** Opening SUPPLIED DATA block **
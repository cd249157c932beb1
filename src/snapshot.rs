//! Serializable snapshots of subscription configuration.
//!
//! The byte format is JSON with explicit string discriminants for every
//! tagged value, so an external store can persist and restore a
//! subscription's configuration losslessly. Decoding is forgiving where it
//! is safe (unknown orientation tags become `Unknown`, unknown timeout
//! kinds fall back to `Delayed`, which never starts a countdown before
//! authorization) and fails with a typed error where a default would change
//! semantics (unknown mode or eviction discriminants, negative thresholds,
//! zero durations).

use crate::error::{RelayError, Result};
use crate::policy::{EvictionCondition, FilterConfig, TimeoutPolicy};
use crate::subscription::{Subscription, SubscriptionConfig};
use crate::types::{ReferenceOrientation, SubscriptionMode};
use serde::{Deserialize, Serialize};
use std::time::Duration;

/// Persistent form of a subscription's configuration.
///
/// Captures the *effective* eviction set (post mode derivation), so a
/// restored single-mode subscription carries the same forced set it ran
/// with. Custom eviction predicates are code, not data, and are not
/// captured.
#[derive(Clone, Debug, PartialEq, Serialize, Deserialize)]
pub struct SubscriptionSnapshot {
    pub name: Option<String>,
    pub enabled: bool,
    pub mode: String,
    pub filter: FilterSnapshot,
    pub timeout: Option<TimeoutSnapshot>,
    pub eviction: Vec<EvictionSnapshot>,
}

/// Wire form of [`FilterConfig`].
#[derive(Clone, Debug, PartialEq, Serialize, Deserialize)]
pub struct FilterSnapshot {
    pub min_accuracy: Option<f64>,
    pub min_distance_delta: f64,
    /// Microseconds, the crate's native time resolution.
    pub min_time_interval_us: Option<u64>,
    pub reference_orientation: String,
}

/// Wire form of [`TimeoutPolicy`], with an explicit kind discriminant.
/// Durations are microseconds so that any valid policy survives a
/// round-trip unchanged.
#[derive(Clone, Debug, PartialEq, Serialize, Deserialize)]
pub struct TimeoutSnapshot {
    pub kind: String,
    pub duration_us: u64,
}

/// Wire form of an [`EvictionCondition`]. An unrecognized `kind` fails the
/// decode; silently dropping a removal condition would change lifecycle
/// semantics.
#[derive(Clone, Debug, PartialEq, Serialize, Deserialize)]
#[serde(tag = "kind", rename_all = "snake_case")]
pub enum EvictionSnapshot {
    OnError,
    OnReceiveData { count: u64 },
}

impl SubscriptionSnapshot {
    /// Capture the configuration of a live subscription.
    pub fn capture(subscription: &Subscription) -> Self {
        let filter = subscription.filter();
        Self {
            name: subscription.name().map(str::to_string),
            enabled: subscription.enabled(),
            mode: subscription.mode().as_tag().to_string(),
            filter: FilterSnapshot {
                min_accuracy: filter.min_accuracy,
                min_distance_delta: filter.min_distance_delta,
                min_time_interval_us: filter
                    .min_time_interval
                    .map(|d| d.as_micros() as u64),
                reference_orientation: filter.reference_orientation.as_tag().to_string(),
            },
            timeout: subscription.timeout().map(|t| TimeoutSnapshot {
                kind: t.as_tag().to_string(),
                duration_us: t.duration().as_micros() as u64,
            }),
            eviction: subscription
                .eviction_set()
                .iter()
                .filter_map(|c| match c {
                    EvictionCondition::OnError => Some(EvictionSnapshot::OnError),
                    EvictionCondition::OnReceiveData { count } => {
                        Some(EvictionSnapshot::OnReceiveData { count: *count })
                    }
                    EvictionCondition::Custom { .. } => None,
                })
                .collect(),
        }
    }

    pub fn to_json(&self) -> Result<String> {
        Ok(serde_json::to_string(self)?)
    }

    pub fn from_json(json: &str) -> Result<Self> {
        Ok(serde_json::from_str(json)?)
    }

    /// Rebuild a [`SubscriptionConfig`] from this snapshot.
    ///
    /// Validates every decoded invariant here rather than deferring to
    /// construction, so a malformed snapshot is rejected at the decode
    /// boundary.
    pub fn into_config(self) -> Result<SubscriptionConfig> {
        let mode = match self.mode.as_str() {
            "single" => SubscriptionMode::Single,
            "continuous" => SubscriptionMode::Continuous,
            other => {
                return Err(RelayError::Decode(format!(
                    "unrecognized subscription mode: {other}"
                )))
            }
        };

        let filter = FilterConfig {
            min_accuracy: self.filter.min_accuracy,
            min_distance_delta: self.filter.min_distance_delta,
            min_time_interval: self.filter.min_time_interval_us.map(Duration::from_micros),
            reference_orientation: ReferenceOrientation::from_tag(
                &self.filter.reference_orientation,
            ),
        };
        filter.validate()?;

        let timeout = match self.timeout {
            None => None,
            Some(snapshot) => {
                let duration = Duration::from_micros(snapshot.duration_us);
                let policy = match snapshot.kind.as_str() {
                    "immediate" => TimeoutPolicy::Immediate(duration),
                    // Legacy or unknown kinds fall back to the conservative
                    // variant that never starts before authorization.
                    _ => TimeoutPolicy::Delayed(duration),
                };
                policy.validate()?;
                Some(policy)
            }
        };

        let eviction = self
            .eviction
            .into_iter()
            .map(|c| match c {
                EvictionSnapshot::OnError => Ok(EvictionCondition::OnError),
                EvictionSnapshot::OnReceiveData { count } => {
                    let condition = EvictionCondition::OnReceiveData { count };
                    condition.validate()?;
                    Ok(condition)
                }
            })
            .collect::<Result<Vec<_>>>()?;

        Ok(SubscriptionConfig {
            name: self.name,
            enabled: self.enabled,
            mode,
            filter,
            timeout,
            eviction,
            ..Default::default()
        })
    }
}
** Closing SUPPLIED DATA block **
TASK GOAL: Within the listing, count the lines that contain the word "every", and give the count by itself.

EXERCISE RESPONSE: 2